The Proteolytic Profile of Human Cancer Procoagulant Suggests That It Promotes Cancer Metastasis at the Level of Activation Rather Than Degradation

Abstract

Proteases are essential for tumour progression and many are over-expressed during this time. The main focus of research was the role of these proteases in degradation of the basement membrane and extracellular matrix (ECM), thereby enabling metastasis to occur. Cancer procoagulant (CP), a protease present in malignant tumours, but not normal tissue, is a known activator of coagulation factor X (FX). The present study investigated the function of CP in cancer progression by focussing on its enzymatic specificity.

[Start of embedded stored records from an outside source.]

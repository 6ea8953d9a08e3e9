use chrono::{DateTime, Utc};

const SECONDS_PER_HOUR: f64 = 3600.0;
const WATTS_PER_KILOWATT: f64 = 1000.0;

/// Accumulates power readings over wall-clock time into a kWh total.
///
/// Left-rectangle integration: each reading is held until the next
/// observation. The total lives in memory only and starts at zero.
#[derive(Debug, Clone, Default, PartialEq)]
pub struct EnergyIntegrator {
    total_kwh: f64,
    last_observed: Option<DateTime<Utc>>,
}

impl EnergyIntegrator {
    /// Creates an integrator with no reference timestamp.
    pub fn new() -> Self {
        Self::default()
    }

    /// Creates an integrator whose first interval starts at `at`.
    pub fn starting_at(at: DateTime<Utc>) -> Self {
        Self {
            total_kwh: 0.0,
            last_observed: Some(at),
        }
    }

    /// Feeds one power reading in watts observed at `now`.
    /// Returns the running total in kWh.
    ///
    /// Missing readings and non-positive intervals leave the state untouched.
    /// The first observation only seeds the reference timestamp.
    pub fn observe(&mut self, power_watts: Option<f64>, now: DateTime<Utc>) -> f64 {
        let Some(power_watts) = power_watts.filter(|p| p.is_finite()) else {
            return self.total_kwh;
        };

        let Some(previous) = self.last_observed else {
            self.last_observed = Some(now);
            return self.total_kwh;
        };

        let elapsed_hours = (now - previous).num_milliseconds() as f64 / 1000.0 / SECONDS_PER_HOUR;
        if elapsed_hours <= 0.0 {
            return self.total_kwh;
        }

        // Negative readings would make the total decrease
        self.total_kwh += power_watts.max(0.0) * elapsed_hours / WATTS_PER_KILOWATT;
        self.last_observed = Some(now);
        self.total_kwh
    }

    pub fn total_kwh(&self) -> f64 {
        self.total_kwh
    }

    /// Total rounded to two decimals, as reported to observers.
    pub fn reported_kwh(&self) -> f64 {
        (self.total_kwh * 100.0).round() / 100.0
    }

    pub fn last_observed(&self) -> Option<DateTime<Utc>> {
        self.last_observed
    }
}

FX cleavage was confirmed using SDS-PAGE and MALDI-TOF MS and compared to the proteolytic action of CP on ECM proteins, including collagen type IV, laminin and fibronectin. Contrary to previous reports, CP cleaved FX at the conventional activation site (between Arg-52 and Ile-53). Additionally, degradation of FX by CP occurred at a much slower rate than degradation by conventional activators. Complete degradation of the heavy chain of FX was only visible after 24 h, while degradation by RVV was complete after 30 min, supporting postulations that the procoagulant function of CP may be of secondary importance to its role in cancer progression. Of the ECM proteins tested, only fibronectin was cleaved. The substrate specificity of CP was further investigated by screening synthetic peptide substrates using a novel direct CP assay. The results indicate that CP is not essential for either cancer-associated blood coagulation or the degradation of ECM proteins. Rather, they suggest that this protease may be required for the proteolytic activation of membrane receptors.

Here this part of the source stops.